* EXERCISE REQUIREMENTS
Look through the entries below. Report each line that has the word "None" in it.
-- DATA SHOWN follows --
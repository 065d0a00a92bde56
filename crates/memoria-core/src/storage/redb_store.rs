//! Redb-backed corpus for native platforms.
//!
//! Uses [redb](https://github.com/cberner/redb) - a pure Rust, ACID-compliant,
//! embedded B-tree database.
//!
//! # Tables
//!
//! - `items`: MemoryId (16 bytes) -> MemoryItem without its embedding (JSON)
//! - `embeddings`: MemoryId (16 bytes) -> `Vec<f32>` (raw bytes, little-endian)
//!
//! Embeddings live in their own table so semantic scans touch only items that
//! have one, and so the vectors avoid JSON's size overhead.

use super::{
    decode_embedding, decode_record, encode_embedding, encode_record, Corpus, StoreError,
};
use crate::search::types::{MemoryId, MemoryItem};
use async_trait::async_trait;
use redb::{Database, ReadOnlyTable, ReadableTable, ReadableTableMetadata, TableDefinition};
use std::fmt::Display;
use std::path::Path;
use std::sync::Arc;
use tracing::{debug, warn};

const ITEMS_TABLE: TableDefinition<&[u8], &[u8]> = TableDefinition::new("items");
const EMBEDDINGS_TABLE: TableDefinition<&[u8], &[u8]> = TableDefinition::new("embeddings");

type BytesTable = ReadOnlyTable<&'static [u8], &'static [u8]>;

fn db_err<E: Display>(context: &'static str) -> impl FnOnce(E) -> StoreError {
    move |e| StoreError::DatabaseError(format!("{}: {}", context, e))
}

/// Redb-backed corpus.
///
/// All operations are ACID; `put` writes the record and its embedding in one
/// transaction.
///
/// # Example
///
/// ```ignore
/// use memoria_core::storage::RedbCorpus;
///
/// let corpus = RedbCorpus::open("./data/memories.redb")?;
/// corpus.put(&item).await?;
/// ```
pub struct RedbCorpus {
    db: Arc<Database>,
}

impl RedbCorpus {
    /// Opens or creates a redb database at the given path.
    ///
    /// Creates the database file and all required tables if they don't exist.
    pub fn open<P: AsRef<Path>>(path: P) -> Result<Self, StoreError> {
        let db = Database::create(path.as_ref()).map_err(db_err("Failed to open database"))?;

        {
            let write_txn = db
                .begin_write()
                .map_err(db_err("Failed to begin write transaction"))?;
            write_txn
                .open_table(ITEMS_TABLE)
                .map_err(db_err("Failed to create items table"))?;
            write_txn
                .open_table(EMBEDDINGS_TABLE)
                .map_err(db_err("Failed to create embeddings table"))?;
            write_txn
                .commit()
                .map_err(db_err("Failed to commit table creation"))?;
        }

        debug!("Opened redb corpus at {}", path.as_ref().display());
        Ok(Self { db: Arc::new(db) })
    }

    fn open_read_tables(&self) -> Result<(BytesTable, BytesTable), StoreError> {
        let read_txn = self
            .db
            .begin_read()
            .map_err(db_err("Failed to begin read transaction"))?;
        let items = read_txn
            .open_table(ITEMS_TABLE)
            .map_err(db_err("Failed to open items table"))?;
        let embeddings = read_txn
            .open_table(EMBEDDINGS_TABLE)
            .map_err(db_err("Failed to open embeddings table"))?;
        Ok((items, embeddings))
    }

    /// Decodes one item and attaches its embedding, if any.
    fn load_item(
        items: &BytesTable,
        embeddings: &BytesTable,
        key: &[u8],
    ) -> Result<Option<MemoryItem>, StoreError> {
        let Some(record) = items.get(key).map_err(db_err("Failed to get item"))? else {
            return Ok(None);
        };
        let mut item = decode_record(record.value())?;

        if let Some(bytes) = embeddings
            .get(key)
            .map_err(db_err("Failed to get embedding"))?
        {
            item.embedding = Some(decode_embedding(bytes.value())?);
        }
        Ok(Some(item))
    }

    /// Loads every key of `source` that also has an item record, skipping
    /// records that fail to decode.
    fn scan(&self, with_embedding_only: bool) -> Result<Vec<MemoryItem>, StoreError> {
        let (items, embeddings) = self.open_read_tables()?;
        let driver = if with_embedding_only { &embeddings } else { &items };

        let mut keys = Vec::new();
        for entry in driver.iter().map_err(db_err("Failed to iterate corpus"))? {
            let (key, _) = entry.map_err(db_err("Failed to read corpus entry"))?;
            keys.push(key.value().to_vec());
        }

        let mut out = Vec::with_capacity(keys.len());
        for key in keys {
            match Self::load_item(&items, &embeddings, &key) {
                Ok(Some(item)) => out.push(item),
                Ok(None) => {
                    warn!("Embedding without item record ({} key bytes), skipping", key.len());
                }
                Err(StoreError::SerializationError(e)) => {
                    warn!("Skipping malformed corpus record: {}", e);
                }
                Err(e) => return Err(e),
            }
        }
        Ok(out)
    }

    fn remove_all(
        write_txn: &redb::WriteTransaction,
        table_def: TableDefinition<&[u8], &[u8]>,
        table_name: &str,
    ) -> Result<usize, StoreError> {
        let mut table = write_txn
            .open_table(table_def)
            .map_err(|e| StoreError::DatabaseError(format!("Failed to open {} table: {}", table_name, e)))?;
        let keys: Vec<Vec<u8>> = table
            .iter()
            .map_err(|e| StoreError::DatabaseError(format!("Failed to iterate {}: {}", table_name, e)))?
            .filter_map(|r| r.ok().map(|(k, _)| k.value().to_vec()))
            .collect();

        for key in &keys {
            table.remove(key.as_slice()).map_err(|e| {
                StoreError::DatabaseError(format!("Failed to remove key from {}: {}", table_name, e))
            })?;
        }
        Ok(keys.len())
    }
}

#[async_trait]
impl Corpus for RedbCorpus {
    async fn get(&self, id: MemoryId) -> Result<Option<MemoryItem>, StoreError> {
        let (items, embeddings) = self.open_read_tables()?;
        Self::load_item(&items, &embeddings, &id.to_bytes())
    }

    async fn put(&self, item: &MemoryItem) -> Result<(), StoreError> {
        let record = encode_record(item)?;
        let key = item.id.to_bytes();

        let write_txn = self
            .db
            .begin_write()
            .map_err(db_err("Failed to begin write transaction"))?;
        {
            let mut items = write_txn
                .open_table(ITEMS_TABLE)
                .map_err(db_err("Failed to open items table"))?;
            items
                .insert(key.as_slice(), record.as_slice())
                .map_err(db_err("Failed to insert item"))?;

            let mut embeddings = write_txn
                .open_table(EMBEDDINGS_TABLE)
                .map_err(db_err("Failed to open embeddings table"))?;
            match &item.embedding {
                Some(embedding) => {
                    let bytes = encode_embedding(embedding);
                    embeddings
                        .insert(key.as_slice(), bytes.as_slice())
                        .map_err(db_err("Failed to insert embedding"))?;
                }
                None => {
                    embeddings
                        .remove(key.as_slice())
                        .map_err(db_err("Failed to clear embedding"))?;
                }
            }
        }
        write_txn.commit().map_err(db_err("Failed to commit item"))?;

        Ok(())
    }

    async fn delete(&self, id: MemoryId) -> Result<(), StoreError> {
        let key = id.to_bytes();
        let write_txn = self
            .db
            .begin_write()
            .map_err(db_err("Failed to begin write transaction"))?;
        {
            // Remove returns Ok(None) if key didn't exist, which is fine
            write_txn
                .open_table(ITEMS_TABLE)
                .map_err(db_err("Failed to open items table"))?
                .remove(key.as_slice())
                .map_err(db_err("Failed to delete item"))?;
            write_txn
                .open_table(EMBEDDINGS_TABLE)
                .map_err(db_err("Failed to open embeddings table"))?
                .remove(key.as_slice())
                .map_err(db_err("Failed to delete embedding"))?;
        }
        write_txn
            .commit()
            .map_err(db_err("Failed to commit item deletion"))?;

        Ok(())
    }

    async fn delete_all(&self) -> Result<(), StoreError> {
        let write_txn = self
            .db
            .begin_write()
            .map_err(db_err("Failed to begin write transaction"))?;

        let removed = Self::remove_all(&write_txn, ITEMS_TABLE, "items")?;
        Self::remove_all(&write_txn, EMBEDDINGS_TABLE, "embeddings")?;

        write_txn.commit().map_err(db_err("Failed to commit clear"))?;
        debug!("Removed {} items from redb corpus", removed);

        Ok(())
    }

    async fn scan_all(&self) -> Result<Vec<MemoryItem>, StoreError> {
        self.scan(false)
    }

    async fn scan_with_embeddings(&self) -> Result<Vec<MemoryItem>, StoreError> {
        self.scan(true)
    }

    async fn count(&self) -> Result<usize, StoreError> {
        let (items, _) = self.open_read_tables()?;
        let count = items.len().map_err(db_err("Failed to get item count"))?;
        Ok(count as usize)
    }

    async fn count_with_embeddings(&self) -> Result<usize, StoreError> {
        let (_, embeddings) = self.open_read_tables()?;
        let count = embeddings
            .len()
            .map_err(db_err("Failed to get embedding count"))?;
        Ok(count as usize)
    }

    async fn approximate_size_bytes(&self) -> Result<u64, StoreError> {
        let (items, embeddings) = self.open_read_tables()?;

        let mut total = 0u64;
        for table in [&items, &embeddings] {
            for entry in table.iter().map_err(db_err("Failed to iterate corpus"))? {
                let (key, value) = entry.map_err(db_err("Failed to read corpus entry"))?;
                total += (key.value().len() + value.value().len()) as u64;
            }
        }
        Ok(total)
    }
}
-- DATA SHOWN concluded --
* FINISHED EXERCISE
            return Ok(None);
                Ok(None) => {
                None => {
            // Remove returns Ok(None) if key didn't exist, which is fine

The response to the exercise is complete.